To include a legend, specify `showlegend=TRUE`. Next to each level of the tree, the variable name is displayed together with color discs and the values they correspond to. For each of the values, overall (marginal) counts are shown, together with percentages.

When the legend is shown, the node labels become redundant, since the colors identify the values of the variables (although the labels may aid readability). If you prefer, you can hide the node labels, by specifying `shownodelabels=FALSE`:

``vtree(FakeData,"Severity Sex",showlegend=TRUE,shownodelabels=FALSE)`` The legend shows how colors are assigned to the different values of each variable, and additionally provides marginal (that is, overall) counts and percentages for each variable. Since `Severity` is the first variable in the tree—i.e., it is not nested within another variable— the marginal counts and percentages for `Severity` are identical to those displayed in the nodes. In contrast, for `Sex`, the marginal counts and percentages are different from what is shown in the nodes because the nodes for `Sex` are nested with levels of `Severity`.

(Unfortunately the NA disc in the legend is oddly sized and positioned due to an issue with the corresponding unicode symbols.)

### Putting node labels on the same line as the counts and percentages

When a variable tree is large, it can be difficult to display clearly. One approach is to display it horizontally and also to put the node labels on the same line as the counts and percentage by specifying `sameline=TRUE`. For example, the following results in nodes labeled Moderate, 16 (40%) etc:

``vtree(FakeData,"Severity Sex Viral",sameline=TRUE)``

### Hiding variable names

By default, `vtree` shows the variable names next to the corresponding levels of the tree. These can be removed by specifying `showvarnames=FALSE`.

### Text wrapping

By default, `vtree` wraps text onto the next line whenever a space occurs after at least 20 characters. This can be adjusted, for example, to 15 characters, by specifying `splitwidth=15`. Text wrapping in the legend is controlled independently. To set the splitting in the legend to 8 characters, specify `lsplitwidth=8`.

## Pruning

Pruning a tree means removing specified nodes (and their descendants). This is useful when a variable tree gets too big, or when you are only interested in certain parts of the tree.

### The `prune` parameter

Suppose you don’t want the tree to include individuals whose disease is Mild or Moderate. You can use the `prune` parameter to remove those nodes, and all of their descendants.

The `prune` parameter is specified as a list with an element named for each variable you wish to prune. In the example below the list has one element, named `Severity`. That element in turn is a vector `c("Mild","Moderate")` indicating the values to prune.

``vtree(FakeData,"Severity Sex",prune=list(Severity=c("Mild","Moderate")))`` Caution: Once a variable tree has been pruned, it is no longer complete. This can sometimes be confusing since not all observations are present at some levels of the tree. It is particularly important to avoid pruning missing value nodes, since this makes it hard to interpret “valid” percentages (i.e. percentages calculated using the number of non-missing observations as denominator).

### The `prunebelow` parameter

The `prune` parameter completely eliminates nodes (along with their descendants). A disadvantage of this is that the counts shown in child nodes do not add up to the counts shown in the parent node. For example in the variable tree above, of a total of 46 patients, 5 have Severe disease and `Severity` is unknown for 6. One might wonder what happened to the other 35 patients.
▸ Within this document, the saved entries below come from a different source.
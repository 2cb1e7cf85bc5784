//! Static admin allow-list.

use std::collections::HashSet;
use std::sync::Arc;

#[derive(Debug, Clone, Default)]
pub struct AdminList {
    ids: Arc<HashSet<u64>>,
}

impl AdminList {
    pub fn new(ids: impl IntoIterator<Item = u64>) -> Self {
        Self {
            ids: Arc::new(ids.into_iter().collect()),
        }
    }

    #[inline]
    pub fn is_admin(&self, user_id: u64) -> bool {
        self.ids.contains(&user_id)
    }

    /// Admin ids in ascending order.
    pub fn ids(&self) -> Vec<u64> {
        let mut ids: Vec<u64> = self.ids.iter().copied().collect();
        ids.sort_unstable();
        ids
    }

    pub fn is_empty(&self) -> bool {
        self.ids.is_empty()
    }
}

#[cfg(test)]
mod tests {
    use super::*;

    #[test]
    fn test_membership() {
        let admins = AdminList::new([3, 1]);

        assert!(admins.is_admin(1));
        assert!(!admins.is_admin(2));
        assert_eq!(admins.ids(), vec![1, 3]);
        assert!(AdminList::default().is_empty());
    }
}
use serde::Serialize;
use tera::{Context, Tera};

use crate::error::GenerationError;

pub const SYSTEM_PROMPT: &str = "You are an expert academic mentor helping students create \
high-quality science fair posters with data visualizations. You reply with a single JSON \
object and nothing else.";

const USER_TEMPLATE_NAME: &str = "poster_request";

const USER_TEMPLATE: &str = r#"Generate content for a scientific science fair poster (ISEF style) based on the following topic or text.
Make the content academic, concise, and suitable for a {{ width_in }}x{{ height_in }} inch poster.

1. If the topic involves quantitative comparisons, generate a "resultsVisual" as a "bar" chart.
2. If it involves trends over time or variables, use a "line" chart.
3. If it involves proportions, use a "pie" chart.
4. Always generate a "methodsVisual" that is a simple SVG diagram (flowchart or setup schematic) of the methodology. The SVG must be valid XML, have viewBox="0 0 800 500", use only basic shapes and text, and use standard colors (black stroke, white or light gray fill).

Respond with a JSON object with these keys:
{% for field in fields %}- "{{ field.key }}" ({{ field.requirement }}): {{ field.description }}
{% endfor %}- "resultsVisual" (optional): {"type": "bar" | "line" | "pie", "title": string, "xAxisLabel": string, "yAxisLabel": string, "data": [{"label": string, "value": number}]}
- "methodsVisual" (optional): {"type": "generic-svg", "title": string, "svgContent": string}

Input topic or text:
"""
{{ notes }}
"""
"#;

#[derive(Serialize)]
struct FieldSpec {
    key: &'static str,
    requirement: &'static str,
    description: &'static str,
}

const fn required(key: &'static str, description: &'static str) -> FieldSpec {
    FieldSpec {
        key,
        requirement: "required",
        description,
    }
}

const fn optional(key: &'static str, description: &'static str) -> FieldSpec {
    FieldSpec {
        key,
        requirement: "optional",
        description,
    }
}

const FIELDS: [FieldSpec; 10] = [
    required("title", "the poster title"),
    optional("authors", "comma separated list of placeholder authors if none are given"),
    optional("affiliation", "school or institution"),
    required("abstract", "one paragraph summary"),
    required("introduction", "background and significance"),
    required("methods", "experimental setup, materials and procedure"),
    required("results", "key findings"),
    optional("discussion", "interpretation, limitations and future work"),
    required("conclusions", "main takeaways"),
    optional("references", "numbered list of references, one per line"),
];

/// Render the user message for `notes`.
pub fn render_user_prompt(notes: &str) -> Result<String, GenerationError> {
    let mut tera = Tera::default();
    tera.add_raw_template(USER_TEMPLATE_NAME, USER_TEMPLATE)?;

    let mut context = Context::new();
    context.insert("notes", notes.trim());
    context.insert("fields", &FIELDS);
    context.insert("width_in", &48);
    context.insert("height_in", &36);

    Ok(tera.render(USER_TEMPLATE_NAME, &context)?)
}
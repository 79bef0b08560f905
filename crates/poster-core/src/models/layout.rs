use std::fmt;
use std::str::FromStr;

use serde::{Deserialize, Serialize};
use ts_rs::TS;

use crate::error::CoreError;

/// Structural arrangement template. Orthogonal to the theme.
#[derive(Debug, Clone, Copy, Default, PartialEq, Eq, Hash, Serialize, Deserialize, TS)]
#[serde(rename_all = "snake_case")]
#[ts(export)]
pub enum LayoutId {
    /// Left sidebar plus three flowing columns.
    #[default]
    Classic,
    /// Three equal columns.
    Standard,
    /// Four-column grid with a wide chart-first centre.
    Visual,
    /// Free-positioned nodes joined by curved arrows.
    Cycle,
    /// Colour-coded panels on a four-column grid.
    Geometric,
    /// Dense four-column grid with a smaller type scale.
    Research,
}

impl LayoutId {
    pub const ALL: [LayoutId; 6] = [
        LayoutId::Classic,
        LayoutId::Standard,
        LayoutId::Visual,
        LayoutId::Cycle,
        LayoutId::Geometric,
        LayoutId::Research,
    ];

    pub fn as_str(&self) -> &'static str {
        match self {
            LayoutId::Classic => "classic",
            LayoutId::Standard => "standard",
            LayoutId::Visual => "visual",
            LayoutId::Cycle => "cycle",
            LayoutId::Geometric => "geometric",
            LayoutId::Research => "research",
        }
    }
}

impl fmt::Display for LayoutId {
    fn fmt(&self, f: &mut fmt::Formatter<'_>) -> fmt::Result {
        f.write_str(self.as_str())
    }
}

impl FromStr for LayoutId {
    type Err = CoreError;

    fn from_str(s: &str) -> Result<Self, Self::Err> {
        LayoutId::ALL
            .into_iter()
            .find(|l| l.as_str() == s.trim().to_ascii_lowercase())
            .ok_or_else(|| CoreError::UnknownLayout(s.to_string()))
    }
}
An alternative is to prune below the specified nodes. In this case, this means that the Mild and Moderate nodes will be shown, but not their descendants.

``vtree(FakeData,"Severity Sex",prunebelow=list(Severity=c("Mild","Moderate")))`` ### The `keep` and `follow` parameters

Instead of specifying the nodes that should be discarded, sometimes it is more convenient to specify the nodes that should be retained. The `keep` parameter is used to specify nodes that should not be pruned (all other nodes at that level of the tree will be pruned). The `follow` parameter is like the `keep` parameter except that no nodes at that level of the tree will be pruned. Instead, those nodes that are not “followed” will be pruned at the next level.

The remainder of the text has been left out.